WORK REQUIRED: Go through the listing and copy every line word for word.
----------------
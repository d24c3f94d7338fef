//! Run loop: filtering, execution and tallying

use std::collections::BTreeSet;
use std::fs;
use std::path::Path;

use serde::{Deserialize, Serialize};
use tracing::{error, info, trace, warn};
use xml_engine_traits::XPathEngine;

use crate::assertion::Outcome;
use crate::catalog::{Catalog, Dependencies};
use crate::context::{TestContext, Verbosity};
use crate::error::{CheckError, ConfigError, ExecutionError};
use crate::report::{Category, Report};

const DISALLOWED_SPECS: &[&str] = &[
    "XQ10", "XQ10+", "XP30", "XP30+", "XQ30", "XQ30+", "XP31", "XP31+", "XQ31", "XQ31+",
];

const DISALLOWED_FEATURES: &[&str] = &["higherOrderFunctions"];

const SKIP_TESTS: &[&str] = &[
    "fn-subsequence.cbcl-subsequence-010",
    "fn-subsequence.cbcl-subsequence-011",
    "fn-subsequence.cbcl-subsequence-012",
    "fn-subsequence.cbcl-subsequence-013",
    "fn-subsequence.cbcl-subsequence-014",
    "prod-NameTest.NodeTest004",
];

/// Which test cases are not executed.
///
/// Cases whose test set or own dependencies name a disallowed spec or
/// feature are ignored; cases on the skip list are skipped. Fields missing
/// from a policy file keep their built-in values.
#[derive(Debug, Clone, PartialEq, Eq, Serialize, Deserialize)]
#[serde(default)]
pub struct ExclusionPolicy {
    pub disallowed_specs: BTreeSet<String>,
    pub disallowed_features: BTreeSet<String>,
    /// Qualified test-case names
    pub skip_tests: BTreeSet<String>,
}

impl Default for ExclusionPolicy {
    fn default() -> Self {
        Self {
            disallowed_specs: owned(DISALLOWED_SPECS),
            disallowed_features: owned(DISALLOWED_FEATURES),
            skip_tests: owned(SKIP_TESTS),
        }
    }
}

fn owned(names: &[&str]) -> BTreeSet<String> {
    names.iter().map(|name| name.to_string()).collect()
}

impl ExclusionPolicy {
    /// A policy that runs everything
    pub fn permissive() -> Self {
        Self {
            disallowed_specs: BTreeSet::new(),
            disallowed_features: BTreeSet::new(),
            skip_tests: BTreeSet::new(),
        }
    }

    /// Load a policy from a JSON file
    pub fn load(path: &Path) -> Result<Self, ConfigError> {
        let text = fs::read_to_string(path).map_err(|source| ConfigError::Io {
            path: path.to_path_buf(),
            source,
        })?;
        serde_json::from_str(&text).map_err(|source| ConfigError::Policy {
            path: path.to_path_buf(),
            source,
        })
    }

    /// True if the dependencies name a disallowed spec or feature
    pub fn excludes(&self, dependencies: &Dependencies) -> bool {
        dependencies
            .specs
            .iter()
            .any(|spec| self.disallowed_specs.contains(spec))
            || dependencies
                .features
                .iter()
                .any(|feature| self.disallowed_features.contains(feature))
    }

    pub fn skips(&self, test_case: &str) -> bool {
        self.skip_tests.contains(test_case)
    }
}

/// Options for one run
#[derive(Debug, Clone, Default)]
pub struct RunOptions {
    /// Substring of qualified test-case names to run
    pub filter: Option<String>,
    pub verbosity: Verbosity,
    pub policy: ExclusionPolicy,
}

impl RunOptions {
    fn selects(&self, test_case: &str) -> bool {
        self.filter
            .as_deref()
            .map_or(true, |filter| test_case.contains(filter))
    }
}

/// What became of one executed test case
#[derive(Debug, Clone, Copy, PartialEq, Eq)]
pub enum Disposition {
    /// Recorded in a report category
    Recorded(Category),
    /// Ran, but the outcome was indeterminate
    Indeterminate,
    /// Did not produce an outcome and is counted as skipped
    Skipped,
}

/// Run one test case and classify the result.
///
/// Only configuration errors escape; everything else lands in a category.
pub fn execute_case<E: XPathEngine>(context: &TestContext<'_, E>) -> Result<Disposition, ConfigError> {
    let test_case = context.test_case;
    if context.verbosity >= Verbosity::TRACE {
        trace!("\n{}", test_case.dump());
    }

    let disposition = match test_case.result.validate(context) {
        Ok(Outcome::Satisfied) => Disposition::Recorded(Category::Success),
        Ok(Outcome::NotSatisfied) => {
            info!("test {} failed", test_case.name);
            Disposition::Recorded(Category::Failed)
        }
        Ok(Outcome::Indeterminate) => Disposition::Indeterminate,
        Err(CheckError::Config(e)) => return Err(e),
        Err(CheckError::Execution(ExecutionError::Parse(e))) => {
            warn!("failure in parsing test statement for test {}: {}", test_case.name, e);
            Disposition::Recorded(Category::ParseError)
        }
        Err(CheckError::Execution(ExecutionError::Evaluate(e))) => {
            warn!("failure in evaluating test statement for test {}: {}", test_case.name, e);
            Disposition::Recorded(Category::EvaluateError)
        }
        Err(CheckError::Execution(ExecutionError::UnimplementedPermutation)) => Disposition::Skipped,
        Err(CheckError::Execution(e)) => {
            warn!("failure in executing testcase for test {}: {}", test_case.name, e);
            Disposition::Recorded(Category::ExecuteError)
        }
        Err(CheckError::Harness(message)) => {
            error!("failure in test code for test {}: {}", test_case.name, message);
            Disposition::Recorded(Category::TestcodeError)
        }
    };
    Ok(disposition)
}

/// Run every selected test case of `catalog` against `engine`.
///
/// A configuration error aborts the run.
pub fn run_catalog<E: XPathEngine>(
    engine: &E,
    catalog: &Catalog,
    options: &RunOptions,
) -> Result<Report, ConfigError> {
    let mut report = Report::default();

    for test_set in &catalog.test_sets {
        let set_excluded = options.policy.excludes(&test_set.dependencies);

        for test_case in &test_set.test_cases {
            if !options.selects(&test_case.name) {
                continue;
            }
            report.summary.read += 1;

            if set_excluded || options.policy.excludes(&test_case.dependencies) {
                report.summary.ignored += 1;
                continue;
            }
            if options.policy.skips(&test_case.name) {
                report.summary.skipped += 1;
                continue;
            }

            let context = TestContext::new(
                engine,
                &catalog.environments,
                test_set,
                test_case,
                options.verbosity,
            );
            match execute_case(&context)? {
                Disposition::Recorded(category) => {
                    if matches!(category, Category::Success | Category::Failed) {
                        report.summary.run += 1;
                    }
                    report.record(category, test_case.name.as_str());
                }
                Disposition::Indeterminate => {
                    report.summary.run += 1;
                    report.summary.skipped += 1;
                }
                Disposition::Skipped => report.summary.skipped += 1,
            }
        }
    }

    Ok(report)
}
----------------
OUTPUT BELOW:
repository d24c3f94d7338fef
//! Run loop: filtering, execution and tallying

use std::collections::BTreeSet;
use std::fs;
use std::path::Path;

use serde::{Deserialize, Serialize};
use tracing::{error, info, trace, warn};
use xml_engine_traits::XPathEngine;

use crate::assertion::Outcome;
use crate::catalog::{Catalog, Dependencies};
use crate::context::{TestContext, Verbosity};
use crate::error::{CheckError, ConfigError, ExecutionError};
use crate::report::{Category, Report};

const DISALLOWED_SPECS: &[&str] = &[
    "XQ10", "XQ10+", "XP30", "XP30+", "XQ30", "XQ30+", "XP31", "XP31+", "XQ31", "XQ31+",
];

const DISALLOWED_FEATURES: &[&str] = &["higherOrderFunctions"];

const SKIP_TESTS: &[&str] = &[
    "fn-subsequence.cbcl-subsequence-010",
    "fn-subsequence.cbcl-subsequence-011",
    "fn-subsequence.cbcl-subsequence-012",
    "fn-subsequence.cbcl-subsequence-013",
    "fn-subsequence.cbcl-subsequence-014",
    "prod-NameTest.NodeTest004",
];

/// Which test cases are not executed.
///
/// Cases whose test set or own dependencies name a disallowed spec or
/// feature are ignored; cases on the skip list are skipped. Fields missing
/// from a policy file keep their built-in values.
#[derive(Debug, Clone, PartialEq, Eq, Serialize, Deserialize)]
#[serde(default)]
pub struct ExclusionPolicy {
    pub disallowed_specs: BTreeSet<String>,
    pub disallowed_features: BTreeSet<String>,
    /// Qualified test-case names
    pub skip_tests: BTreeSet<String>,
}

impl Default for ExclusionPolicy {
    fn default() -> Self {
        Self {
            disallowed_specs: owned(DISALLOWED_SPECS),
            disallowed_features: owned(DISALLOWED_FEATURES),
            skip_tests: owned(SKIP_TESTS),
        }
    }
}

fn owned(names: &[&str]) -> BTreeSet<String> {
    names.iter().map(|name| name.to_string()).collect()
}

impl ExclusionPolicy {
    /// A policy that runs everything
    pub fn permissive() -> Self {
        Self {
            disallowed_specs: BTreeSet::new(),
            disallowed_features: BTreeSet::new(),
            skip_tests: BTreeSet::new(),
        }
    }

    /// Load a policy from a JSON file
    pub fn load(path: &Path) -> Result<Self, ConfigError> {
        let text = fs::read_to_string(path).map_err(|source| ConfigError::Io {
            path: path.to_path_buf(),
            source,
        })?;
        serde_json::from_str(&text).map_err(|source| ConfigError::Policy {
            path: path.to_path_buf(),
            source,
        })
    }

    /// True if the dependencies name a disallowed spec or feature
    pub fn excludes(&self, dependencies: &Dependencies) -> bool {
        dependencies
            .specs
            .iter()
            .any(|spec| self.disallowed_specs.contains(spec))
            || dependencies
                .features
                .iter()
                .any(|feature| self.disallowed_features.contains(feature))
    }

    pub fn skips(&self, test_case: &str) -> bool {
        self.skip_tests.contains(test_case)
    }
}

/// Options for one run
#[derive(Debug, Clone, Default)]
pub struct RunOptions {
    /// Substring of qualified test-case names to run
    pub filter: Option<String>,
    pub verbosity: Verbosity,
    pub policy: ExclusionPolicy,
}

impl RunOptions {
    fn selects(&self, test_case: &str) -> bool {
        self.filter
            .as_deref()
            .map_or(true, |filter| test_case.contains(filter))
    }
}

/// What became of one executed test case
#[derive(Debug, Clone, Copy, PartialEq, Eq)]
pub enum Disposition {
    /// Recorded in a report category
    Recorded(Category),
    /// Ran, but the outcome was indeterminate
    Indeterminate,
    /// Did not produce an outcome and is counted as skipped
    Skipped,
}

/// Run one test case and classify the result.
///
/// Only configuration errors escape; everything else lands in a category.
pub fn execute_case<E: XPathEngine>(context: &TestContext<'_, E>) -> Result<Disposition, ConfigError> {
    let test_case = context.test_case;
    if context.verbosity >= Verbosity::TRACE {
        trace!("\n{}", test_case.dump());
    }

    let disposition = match test_case.result.validate(context) {
        Ok(Outcome::Satisfied) => Disposition::Recorded(Category::Success),
        Ok(Outcome::NotSatisfied) => {
            info!("test {} failed", test_case.name);
            Disposition::Recorded(Category::Failed)
        }
        Ok(Outcome::Indeterminate) => Disposition::Indeterminate,
        Err(CheckError::Config(e)) => return Err(e),
        Err(CheckError::Execution(ExecutionError::Parse(e))) => {
            warn!("failure in parsing test statement for test {}: {}", test_case.name, e);
            Disposition::Recorded(Category::ParseError)
        }
        Err(CheckError::Execution(ExecutionError::Evaluate(e))) => {
            warn!("failure in evaluating test statement for test {}: {}", test_case.name, e);
            Disposition::Recorded(Category::EvaluateError)
        }
        Err(CheckError::Execution(ExecutionError::UnimplementedPermutation)) => Disposition::Skipped,
        Err(CheckError::Execution(e)) => {
            warn!("failure in executing testcase for test {}: {}", test_case.name, e);
            Disposition::Recorded(Category::ExecuteError)
        }
        Err(CheckError::Harness(message)) => {
            error!("failure in test code for test {}: {}", test_case.name, message);
            Disposition::Recorded(Category::TestcodeError)
        }
    };
    Ok(disposition)
}

/// Run every selected test case of `catalog` against `engine`.
///
/// A configuration error aborts the run.
pub fn run_catalog<E: XPathEngine>(
    engine: &E,
    catalog: &Catalog,
    options: &RunOptions,
) -> Result<Report, ConfigError> {
    let mut report = Report::default();

    for test_set in &catalog.test_sets {
        let set_excluded = options.policy.excludes(&test_set.dependencies);

        for test_case in &test_set.test_cases {
            if !options.selects(&test_case.name) {
                continue;
            }
            report.summary.read += 1;

            if set_excluded || options.policy.excludes(&test_case.dependencies) {
                report.summary.ignored += 1;
                continue;
            }
            if options.policy.skips(&test_case.name) {
                report.summary.skipped += 1;
                continue;
            }

            let context = TestContext::new(
                engine,
                &catalog.environments,
                test_set,
                test_case,
                options.verbosity,
            );
            match execute_case(&context)? {
                Disposition::Recorded(category) => {
                    if matches!(category, Category::Success | Category::Failed) {
                        report.summary.run += 1;
                    }
                    report.record(category, test_case.name.as_str());
                }
                Disposition::Indeterminate => {
                    report.summary.run += 1;
                    report.summary.skipped += 1;
                }
                Disposition::Skipped => report.summary.skipped += 1,
            }
        }
    }

    Ok(report)
}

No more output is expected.